Deutsche Behörden beschlagnahmten eine Superyacht des russischen Oligarchen Alisher Usmanov im Wert von fast 600 Millionen US-Dollar, nachdem der Milliardär von der Europäischen Union (EU) sanktioniert worden war, berichteten deutsche Medien am Mittwoch (03.03.2022).
Usmanow war einer der russischen Geschäftsleute, die diese Woche von der EU als Reaktion auf den Einmarsch in die Ukraine verurteilt wurden, und Brüssel begründete seine Entscheidung damit, dass er „einer der beliebtesten Oligarchen“ sei und als „Vorgänger“ von Präsident Wladimir Putin gelte.
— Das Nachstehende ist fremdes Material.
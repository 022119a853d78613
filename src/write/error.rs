//! Error taxonomy for write execution.
//!
//! Every variant is terminal for the invocation that produced it. Positions
//! are 1-based indexes into the split statement list.

/// Result type for write execution.
pub type Result<T> = std::result::Result<T, WriteError>;

/// Reasons a write invocation stopped before completing.
#[derive(Debug, Clone, PartialEq, Eq, thiserror::Error)]
#[non_exhaustive]
pub enum WriteError {
    /// The payload contained no statements.
    #[error("empty query")]
    EmptyQuery,

    /// A statement does not start with a recognized write keyword.
    #[error("statement {position} is not a valid write operation: {statement}")]
    InvalidOperation { position: usize, statement: String },

    /// `BEGIN` while a transaction is already open.
    #[error("nested transactions are not supported")]
    NestedTransaction { position: usize },

    /// `COMMIT` with no open transaction.
    #[error("COMMIT without BEGIN")]
    UnmatchedCommit { position: usize },

    /// `ROLLBACK` with no open transaction.
    #[error("ROLLBACK without BEGIN")]
    UnmatchedRollback { position: usize },

    /// The database refused to open a transaction.
    #[error("failed to begin transaction: {reason}")]
    BeginFailed { position: usize, reason: String },

    /// The database refused to commit the open transaction.
    #[error("failed to commit transaction: {reason}")]
    CommitFailed { position: usize, reason: String },

    /// The database refused to roll back the open transaction.
    #[error("failed to rollback transaction: {reason}")]
    RollbackFailed { position: usize, reason: String },

    /// The database rejected a data statement.
    #[error("failed to execute statement {position}: {reason}")]
    StatementExecutionFailed { position: usize, reason: String },

    /// Input ended with a transaction still open.
    #[error("transaction was not committed or rolled back")]
    UnclosedTransaction,
}

impl WriteError {
    /// Position of the statement that caused the error, if any.
    pub fn position(&self) -> Option<usize> {
        match self {
            Self::InvalidOperation { position, .. }
            | Self::NestedTransaction { position }
            | Self::UnmatchedCommit { position }
            | Self::UnmatchedRollback { position }
            | Self::BeginFailed { position, .. }
            | Self::CommitFailed { position, .. }
            | Self::RollbackFailed { position, .. }
            | Self::StatementExecutionFailed { position, .. } => Some(*position),
            Self::EmptyQuery | Self::UnclosedTransaction => None,
        }
    }
}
Laut Forbes, das sich auf die Verfolgung der großen Reichtümer der Welt spezialisiert hat und drei anonyme Quellen zitiert, befindet sich die Yacht seit Oktober auf der Werft Blohm+Voss des deutschen Unternehmens in Hamburg.
Usmanov zahlte 2016 angeblich 600 Millionen Dollar für das Schiff an ein deutsches Unternehmen, das es über einen Zeitraum von 52 Monaten nach Maß gebaut hatte.
Mit 156 Metern Länge und einem Gewicht von fast 16.000 Tonnen ist es laut Fachmedien das größte Kreuzfahrtschiff der Welt nach Bruttogewicht und hat normalerweise eine Besatzung von 96 Personen.
Laut diesen Medien verfügt die „Dilbar“ über den größten Swimmingpool, der je auf einem Kreuzfahrtschiff installiert wurde, Hubschrauberlandeplatz, Sauna und Fitnessstudio und bietet Platz für 24 Personen in zwölf Suiten.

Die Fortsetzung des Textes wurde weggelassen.